> RECORDS TO PROCESS
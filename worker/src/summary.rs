use crate::payment::PaymentRecord;
use crate::processor_type::ProcessorType;
use rust_decimal::{Decimal, RoundingStrategy};
use serde::{Deserialize, Serialize};

#[derive(Debug, Clone, Copy, Default, PartialEq, Eq, Serialize, Deserialize)]
pub struct ProcessorSummary {
    #[serde(rename = "totalRequests")]
    pub total_requests: u64,
    #[serde(rename = "totalAmount")]
    pub total_amount: Decimal,
}

impl ProcessorSummary {
    /// Builds a summary from the raw counters kept by the ledger.
    pub fn from_counters(total_requests: u64, total_cents: i64) -> Self {
        Self {
            total_requests,
            total_amount: Decimal::new(total_cents, 2),
        }
    }

    fn add(&mut self, amount: Decimal) {
        self.total_requests += 1;
        self.total_amount += amount;
    }

    fn rounded(self) -> Self {
        Self {
            total_requests: self.total_requests,
            total_amount: round_amount(self.total_amount),
        }
    }
}

#[derive(Debug, Clone, Copy, Default, PartialEq, Eq, Serialize, Deserialize)]
pub struct PaymentsSummary {
    pub default: ProcessorSummary,
    pub fallback: ProcessorSummary,
}

impl PaymentsSummary {
    fn get_mut(&mut self, processor: ProcessorType) -> &mut ProcessorSummary {
        match processor {
            ProcessorType::Default => &mut self.default,
            ProcessorType::Fallback => &mut self.fallback,
        }
    }

    /// Sums records per processor; amounts are rounded once, at the end.
    pub fn from_records<'a>(records: impl IntoIterator<Item = &'a PaymentRecord>) -> Self {
        let mut summary = Self::default();
        for record in records {
            summary.get_mut(record.processor).add(record.amount);
        }
        summary.rounded()
    }

    pub fn rounded(self) -> Self {
        Self {
            default: self.default.rounded(),
            fallback: self.fallback.rounded(),
        }
    }
}

/// Rounds a monetary amount to cents, half away from zero.
pub fn round_amount(amount: Decimal) -> Decimal {
    amount.round_dp_with_strategy(2, RoundingStrategy::MidpointAwayFromZero)
}

/// Integer cents of an amount already rounded with [`round_amount`].
pub fn to_cents(amount: Decimal) -> i64 {
    let rounded = round_amount(amount);
    let cents = rounded.mantissa() * 10_i128.pow(2u32.saturating_sub(rounded.scale()));
    i64::try_from(cents).unwrap_or(i64::MAX)
}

> ASSIGNMENT
Write out, exactly and with nothing else, the lines of the listing above from its first line through the line with "pub fn rounded(self)".

> ANSWER FOR THE TASK
filename worker/src/summary.rs
use crate::payment::PaymentRecord;
use crate::processor_type::ProcessorType;
use rust_decimal::{Decimal, RoundingStrategy};
use serde::{Deserialize, Serialize};

#[derive(Debug, Clone, Copy, Default, PartialEq, Eq, Serialize, Deserialize)]
pub struct ProcessorSummary {
    #[serde(rename = "totalRequests")]
    pub total_requests: u64,
    #[serde(rename = "totalAmount")]
    pub total_amount: Decimal,
}

impl ProcessorSummary {
    /// Builds a summary from the raw counters kept by the ledger.
    pub fn from_counters(total_requests: u64, total_cents: i64) -> Self {
        Self {
            total_requests,
            total_amount: Decimal::new(total_cents, 2),
        }
    }

    fn add(&mut self, amount: Decimal) {
        self.total_requests += 1;
        self.total_amount += amount;
    }

    fn rounded(self) -> Self {
        Self {
            total_requests: self.total_requests,
            total_amount: round_amount(self.total_amount),
        }
    }
}

#[derive(Debug, Clone, Copy, Default, PartialEq, Eq, Serialize, Deserialize)]
pub struct PaymentsSummary {
    pub default: ProcessorSummary,
    pub fallback: ProcessorSummary,
}

impl PaymentsSummary {
    fn get_mut(&mut self, processor: ProcessorType) -> &mut ProcessorSummary {
        match processor {
            ProcessorType::Default => &mut self.default,
            ProcessorType::Fallback => &mut self.fallback,
        }
    }

    /// Sums records per processor; amounts are rounded once, at the end.
    pub fn from_records<'a>(records: impl IntoIterator<Item = &'a PaymentRecord>) -> Self {
        let mut summary = Self::default();
        for record in records {
            summary.get_mut(record.processor).add(record.amount);
        }
        summary.rounded()
    }

    pub fn rounded(self) -> Self {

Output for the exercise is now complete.